● **What is needed**
All lines up to and including the one that contains "use tracing_subscriber::EnvFilter;" are to be transcribed exactly, starting from the first line of the records.

####

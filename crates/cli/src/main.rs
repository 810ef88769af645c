//! txchaos: echo transactions against a database while its return traffic is
//! being dropped, and count what comes back.
//!
//! Exit codes:
//! - 0: the run completed (whatever the counts, unless `--fail-on-violation`)
//! - 1: sequencing failed, a worker hit a fatal failure, or violations were
//!   found with `--fail-on-violation`
//! - 2: the configuration is invalid

mod commands;
mod format;
mod parse;

use std::process;
use std::sync::Arc;
use tracing::{error, info};
use tracing_subscriber::layer::SubscriberExt;
use tracing_subscriber::util::SubscriberInitExt;
use tracing_subscriber::EnvFilter;
use txchaos_concurrency::CancellationSignal;
use txchaos_core::{FailureKind, TransactionError};
use txchaos_engine::{spawn_interrupt_listener, Harness, TracingReporter};
use txchaos_executor::{IptablesFaultController, PostgresExecutor};

use commands::build_cli;
use format::{format_error, format_report, OutputMode};
use parse::{matches_to_action, CliAction};

const EXIT_FAILURE: i32 = 1;
const EXIT_CONFIG: i32 = 2;

fn main() {
    init_logging();
    let matches = build_cli().get_matches();

    let cwd = std::env::current_dir().unwrap_or_default();
    let action = match matches_to_action(&matches, &cwd) {
        Ok(action) => action,
        Err(e) => {
            let mode = if matches.get_flag("json") {
                OutputMode::Json
            } else {
                OutputMode::Human
            };
            eprintln!("{}", format_error(&anyhow::Error::new(e), mode));
            process::exit(EXIT_CONFIG);
        }
    };

    let runtime = match tokio::runtime::Builder::new_multi_thread().enable_all().build() {
        Ok(runtime) => runtime,
        Err(e) => {
            eprintln!("(error) failed to start runtime: {}", e);
            process::exit(EXIT_FAILURE);
        }
    };

    let mode = action.output;
    let fail_on_violation = action.fail_on_violation;

    // The pool spawns its maintenance tasks, so it is built inside the runtime.
    let executor = match runtime.block_on(async { PostgresExecutor::from_config(&action.config) }) {
        Ok(executor) => Arc::new(executor),
        Err(e) => {
            let code = setup_exit_code(&e);
            let err = anyhow::Error::new(e).context("failed to set up the database executor");
            eprintln!("{}", format_error(&err, mode));
            process::exit(code);
        }
    };

    match runtime.block_on(run(action, executor)) {
        Ok(report) => {
            println!("{}", format_report(&report, mode));
            if fail_on_violation && report.has_correctness_violations() {
                process::exit(EXIT_FAILURE);
            }
        }
        Err(e) => {
            error!(target: "txchaos::cli", error = %format!("{:#}", e), "run failed");
            eprintln!("{}", format_error(&e, mode));
            process::exit(EXIT_FAILURE);
        }
    }
}

fn init_logging() {
    let filter = EnvFilter::try_from_default_env().unwrap_or_else(|_| EnvFilter::new("txchaos=info"));
    tracing_subscriber::registry()
        .with(filter)
        .with(tracing_subscriber::fmt::layer().with_writer(std::io::stderr))
        .init();
}

/// Exit code for an executor that could not be built.
fn setup_exit_code(err: &TransactionError) -> i32 {
    match err.kind() {
        FailureKind::Configuration => EXIT_CONFIG,
        _ => EXIT_FAILURE,
    }
}

async fn run(
    action: CliAction,
    executor: Arc<PostgresExecutor>,
) -> anyhow::Result<txchaos_engine::RunReport> {
    let CliAction {
        config,
        config_path,
        ..
    } = action;
    info!(
        target: "txchaos::cli",
        config = ?config_path,
        workers = config.workers,
        mode = ?config.run_mode(),
        drop_probability = config.drop_probability,
        "starting run"
    );

    let faults = Arc::new(IptablesFaultController::new(&config.faults));

    let signal = CancellationSignal::new();
    let listener = spawn_interrupt_listener(signal.clone(), config.interrupt);

    let harness = Harness::new(config, executor.clone(), faults, Arc::new(TracingReporter));
    let result = harness.run(signal.clone()).await;

    // Sequencing failures return before the workload sets the signal.
    signal.cancel(txchaos_concurrency::StopReason::Completed);
    let _ = listener.await;
    executor.close().await;

    Ok(result?)
}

####

● **Task output**
filename crates/cli/src/main.rs
repository 810ef88769af645c
//! txchaos: echo transactions against a database while its return traffic is
//! being dropped, and count what comes back.
//!
//! Exit codes:
//! - 0: the run completed (whatever the counts, unless `--fail-on-violation`)
//! - 1: sequencing failed, a worker hit a fatal failure, or violations were
//!   found with `--fail-on-violation`
//! - 2: the configuration is invalid

mod commands;
mod format;
mod parse;

use std::process;
use std::sync::Arc;
use tracing::{error, info};
use tracing_subscriber::layer::SubscriberExt;
use tracing_subscriber::util::SubscriberInitExt;
use tracing_subscriber::EnvFilter;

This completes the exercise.